Acrescento que já respondi a uma questão semelhante no meu artigo sobre o fogo:
http://www.astropt.org/2014/05/21/o-fogo/ (Veja os comentários)
A temperatura medida na experiência do Hershel corresponde à temperatura do material usado (num termómetro de mercúrio, corresponde à temperatura do mercúrio), a qual depende não só da temperatura ambiente, mas também da radiação incidente. Mas não toda! O material absorve mais luz (radiação) para certos comprimentos de onda, do que para outros (o comprimento de onda caracteriza a radiação incidente). No caso da experiência do Hershel, o termómetro absorvia mais luz infra-vermelha do que luz visível, fazendo com que o termómetro onde esta incidiu tenha ficado mais quente (ainda que a luz visível fosse mais “energética”, isto é, tivesse um comprimento de onda menor).
Cumprimentos,
Marinho
Pois é, fiquei confuso. Em um episódio de COSMOS do Tyson ele afirma que a cor vermelha é a mais quente…
Não seria a azul com maior energia, mas com menor intensidade na terra? Ou seja, a luz vermelha tem menos energia por fóton,no entanto tem uma intensidade maior (mais fótons) que compensa isso e a faz esquentar mais…
Sei ĺá
Olá,
Está a falar deste episódio com a experiência de Hershel, certo?
http://evolution.about.com/od/Cosmos/fl/Cosmos-A-Spacetime-Odyssey-Recap-Episode-105.htm
“Herschel set up a prism that shown different colors onto a surface. He placed thermometers in each band of color and another one outside of the spectrum as a control. A control always lacks the thing that is being tested so that way you know it the variable that is responsible for any difference in data. In Herschel’s experiment, he was trying to determine if color and temperature were related, so his control was a thermometer that was not in the sunlight at all. Herschel comes back to check some time later and finds red light is warmer than blue light. Strangely enough, the control thermometer had an even higher temperature than the red light thermometer.

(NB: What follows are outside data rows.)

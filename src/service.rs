//! Long-lived retrieval service.
//!
//! [`RetrievalService`] owns the currently published snapshot and answers
//! queries against it. It has exactly two states:
//!
//! - [`ServiceState::Building`]: no index has been published yet.
//! - [`ServiceState::Ready`]: an index is published and serving.
//!
//! The first [`publish`](RetrievalService::publish) moves the service to
//! `Ready`, and it never goes back. A rebuild runs while the previous
//! snapshot keeps serving; publishing swaps the `Arc<Snapshot>` in one
//! step, so every query sees either the old index or the new one.
//!
//! Queries issued while `Building` wait for the first publish, bounded by
//! `[server].ready_timeout_secs`. That wait is the only suspension point in
//! a query; scoring itself runs without holding any lock.

use refdex_core::{Error as CoreError, Snapshot};
use std::path::{Path, PathBuf};
use std::sync::atomic::{AtomicBool, Ordering};
use std::sync::Arc;
use std::time::Duration;
use tokio::sync::watch;

use crate::config::Config;
use crate::pipeline::build_corpus;
use crate::progress::NoProgress;
use crate::query::{query_index, rank_index, QueryResponse, RankResponse};

#[derive(Debug, Clone)]
pub enum ServiceState {
    Building,
    Ready(Arc<Snapshot>),
}

impl ServiceState {
    pub fn is_ready(&self) -> bool {
        matches!(self, ServiceState::Ready(_))
    }

    pub fn snapshot(&self) -> Option<Arc<Snapshot>> {
        match self {
            ServiceState::Ready(snapshot) => Some(Arc::clone(snapshot)),
            ServiceState::Building => None,
        }
    }
}

#[derive(Debug, thiserror::Error)]
pub enum ServiceError {
    #[error("index is not ready yet (still building)")]
    NotReady,
    #[error(transparent)]
    Query(#[from] CoreError),
}

pub struct RetrievalService {
    config: Config,
    source: PathBuf,
    state: watch::Sender<ServiceState>,
    building: AtomicBool,
}

impl RetrievalService {
    pub fn new(config: Config, source: impl AsRef<Path>) -> Self {
        let (state, _) = watch::channel(ServiceState::Building);
        Self {
            config,
            source: source.as_ref().to_path_buf(),
            state,
            building: AtomicBool::new(false),
        }
    }

    pub fn config(&self) -> &Config {
        &self.config
    }

    pub fn state(&self) -> ServiceState {
        self.state.borrow().clone()
    }

    pub fn is_building(&self) -> bool {
        self.building.load(Ordering::Acquire)
    }

    /// Publish a snapshot, replacing whatever was serving before.
    pub fn publish(&self, snapshot: Snapshot) {
        tracing::info!(
            build_id = %snapshot.build_id,
            sections = snapshot.index.section_count(),
            "publishing index"
        );
        self.state.send_replace(ServiceState::Ready(Arc::new(snapshot)));
    }

    /// Wait for a published snapshot.
    pub async fn ready(&self) -> Result<Arc<Snapshot>, ServiceError> {
        let current = self.state.borrow().snapshot();
        if let Some(snapshot) = current {
            return Ok(snapshot);
        }

        let mut rx = self.state.subscribe();
        let timeout = Duration::from_secs(self.config.server.ready_timeout_secs);
        let waited = tokio::time::timeout(timeout, async move {
            match rx.wait_for(ServiceState::is_ready).await {
                Ok(state) => state.snapshot(),
                Err(_) => None,
            }
        })
        .await;

        match waited {
            Ok(Some(snapshot)) => Ok(snapshot),
            _ => Err(ServiceError::NotReady),
        }
    }

    pub async fn query(&self, query: &str, max_tokens: usize) -> Result<QueryResponse, ServiceError> {
        let snapshot = self.ready().await?;
        Ok(query_index(&snapshot.index, &self.config, query, max_tokens, false)?)
    }

    pub async fn rank(&self, query: &str, limit: Option<usize>) -> Result<RankResponse, ServiceError> {
        let snapshot = self.ready().await?;
        Ok(rank_index(&snapshot.index, &self.config, query, limit, false)?)
    }

    /// Build the corpus and publish the result.
    ///
    /// Returns `Ok(None)` without doing anything when another build is
    /// already running, otherwise the new build id.
    pub async fn rebuild(&self) -> anyhow::Result<Option<String>> {
        if self.building.swap(true, Ordering::AcqRel) {
            return Ok(None);
        }
        let guard = BuildGuard(&self.building);

        let result = build_corpus(&self.config.source, &self.source, &NoProgress).await;
        drop(guard);

        let snapshot = result?.into_snapshot(self.source.display().to_string());
        let build_id = snapshot.build_id.clone();
        self.publish(snapshot);
        Ok(Some(build_id))
    }

    /// Run [`rebuild`](Self::rebuild) on a background task.
    pub fn spawn_rebuild(self: &Arc<Self>) {
        let service = Arc::clone(self);
        tokio::spawn(async move {
            match service.rebuild().await {
                Ok(Some(build_id)) => tracing::info!(%build_id, "rebuild finished"),
                Ok(None) => tracing::debug!("rebuild already in progress"),
                Err(err) => tracing::error!(error = %format!("{:#}", err), "rebuild failed"),
            }
        });
    }
}

/// Clears the building flag when the rebuild ends, including when its
/// future is dropped mid-build or the build panics.
struct BuildGuard<'a>(&'a AtomicBool);

impl Drop for BuildGuard<'_> {
    fn drop(&mut self) {
        self.0.store(false, Ordering::Release);
    }
}

#[cfg(test)]
mod tests {
    use super::*;
    use refdex_core::build_index;
    use std::fs;
    use tempfile::TempDir;

    fn snapshot(text: &str) -> Snapshot {
        Snapshot::new("./docs", build_index([("doc.md", text)]).index, Vec::new())
    }

    fn fast_config() -> Config {
        let mut config = Config::default();
        config.server.ready_timeout_secs = 1;
        config
    }

    #[tokio::test]
    async fn test_starts_building_and_times_out() {
        let service = RetrievalService::new(fast_config(), "./docs");
        assert!(!service.state().is_ready());
        assert!(matches!(
            service.query("anything", 100).await,
            Err(ServiceError::NotReady)
        ));
    }

    #[tokio::test]
    async fn test_waiting_query_completes_after_publish() {
        let service = Arc::new(RetrievalService::new(fast_config(), "./docs"));
        let waiter = {
            let service = Arc::clone(&service);
            tokio::spawn(async move { service.query("circuit", 100).await })
        };
        tokio::time::sleep(Duration::from_millis(50)).await;
        service.publish(snapshot("# Circuit\n\ncircuit breaking"));

        let response = waiter.await.unwrap().unwrap();
        assert_eq!(response.results.len(), 1);
        assert_eq!(response.results[0].heading_path, vec!["Circuit"]);
    }

    #[tokio::test]
    async fn test_publish_swaps_atomically_and_never_regresses() {
        let service = RetrievalService::new(fast_config(), "./docs");
        service.publish(snapshot("# One\n\nalpha"));
        let first = service.ready().await.unwrap();

        service.publish(snapshot("# Two\n\nbeta"));
        assert!(service.state().is_ready());
        let second = service.ready().await.unwrap();
        assert_ne!(first.build_id, second.build_id);

        // A reader holding the old snapshot keeps a consistent view.
        assert_eq!(first.index.sections()[0].heading_path, vec!["One"]);
        assert!(service.query("alpha", 100).await.unwrap().results.is_empty());
        assert_eq!(service.query("beta", 100).await.unwrap().results.len(), 1);
    }

    #[tokio::test]
    async fn test_caller_errors_pass_through() {
        let service = RetrievalService::new(fast_config(), "./docs");
        service.publish(snapshot("# Big\n\none two three four five six"));
        assert!(matches!(
            service.query("...", 100).await,
            Err(ServiceError::Query(CoreError::EmptyQuery))
        ));
        assert!(matches!(
            service.query("one", 2).await,
            Err(ServiceError::Query(CoreError::BudgetTooSmall { minimum: 6, .. }))
        ));
    }

    #[tokio::test]
    async fn test_rebuild_from_disk() {
        let tmp = TempDir::new().unwrap();
        fs::write(tmp.path().join("a.md"), "# Alpha\n\nalpha body").unwrap();
        let service = RetrievalService::new(fast_config(), tmp.path());

        let first = service.rebuild().await.unwrap();
        assert!(first.is_some());
        assert!(!service.is_building());
        assert_eq!(service.rank("alpha", None).await.unwrap().results.len(), 1);

        fs::write(tmp.path().join("b.md"), "# Beta\n\nalpha again").unwrap();
        service.rebuild().await.unwrap();
        assert_eq!(service.rank("alpha", None).await.unwrap().results.len(), 2);
    }

    #[tokio::test]
    async fn test_cancelled_rebuild_clears_building_flag() {
        let tmp = TempDir::new().unwrap();
        fs::write(tmp.path().join("a.md"), "# Alpha\n\nalpha body").unwrap();
        let service = RetrievalService::new(fast_config(), tmp.path());

        let cancelled = tokio::time::timeout(Duration::ZERO, service.rebuild()).await;
        assert!(cancelled.is_err());
        assert!(!service.is_building());

        assert!(service.rebuild().await.unwrap().is_some());
        assert_eq!(service.rank("alpha", None).await.unwrap().results.len(), 1);
    }

    #[tokio::test]
    async fn test_failed_rebuild_keeps_serving() {
        let tmp = TempDir::new().unwrap();
        let service = RetrievalService::new(fast_config(), tmp.path().join("missing"));
        service.publish(snapshot("# Kept\n\nkept body"));

        assert!(service.rebuild().await.is_err());
        assert!(!service.is_building());
        assert_eq!(service.query("kept", 100).await.unwrap().results.len(), 1);
    }
}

He had just discovered a new type of unseen light. Tyson tells us this light is called “infrared”, with the prefix “infra” meaning “below”. We can’t see this light, but we can feel it as heat. This is a really big discovery, but there were still greater secrets hiding deep inside the light.”
Note que isso foi para explicar a descoberta de energia não visível.
Aliás, Tyson também diz que o termómetro à sombra (de controlo) tinha temperatura mais elevada que comprimento de onda azul ou vermelho.
A resposta a isto foi a descoberta de luz infravermelha. É a luz infravermelha que chamamos popularmente de calor.
No entanto, a energia não vem só em calor (infravermelho). A energia do Sol vem também, por exemplo, em luz, radiação visível, por exemplo.
O comprimento de onda invisível do lado do “azul” tem muito mais energia. Chama-se ultravioleta.
Por isso é que se você ficar muito tempo ao Sol, o infravermelho (menor energia) pode provocar-lhe escaldões, mas o ultravioleta (mais energia) pode provocar-lhe tumores na pele.
Assim, na direção do azul, como ultravioleta e ainda mais os raios gama, tem mais energia e consequentemente uma maior temperatura.
Veja este diagrama:
http://upload.wikimedia.org/wikipedia/commons/c/cf/EM_Spectrum_Properties_edit.svg
abraços!
Pior, nas lâmpadas o quente e frio também está “trocado” fico sempre baralhado com isso.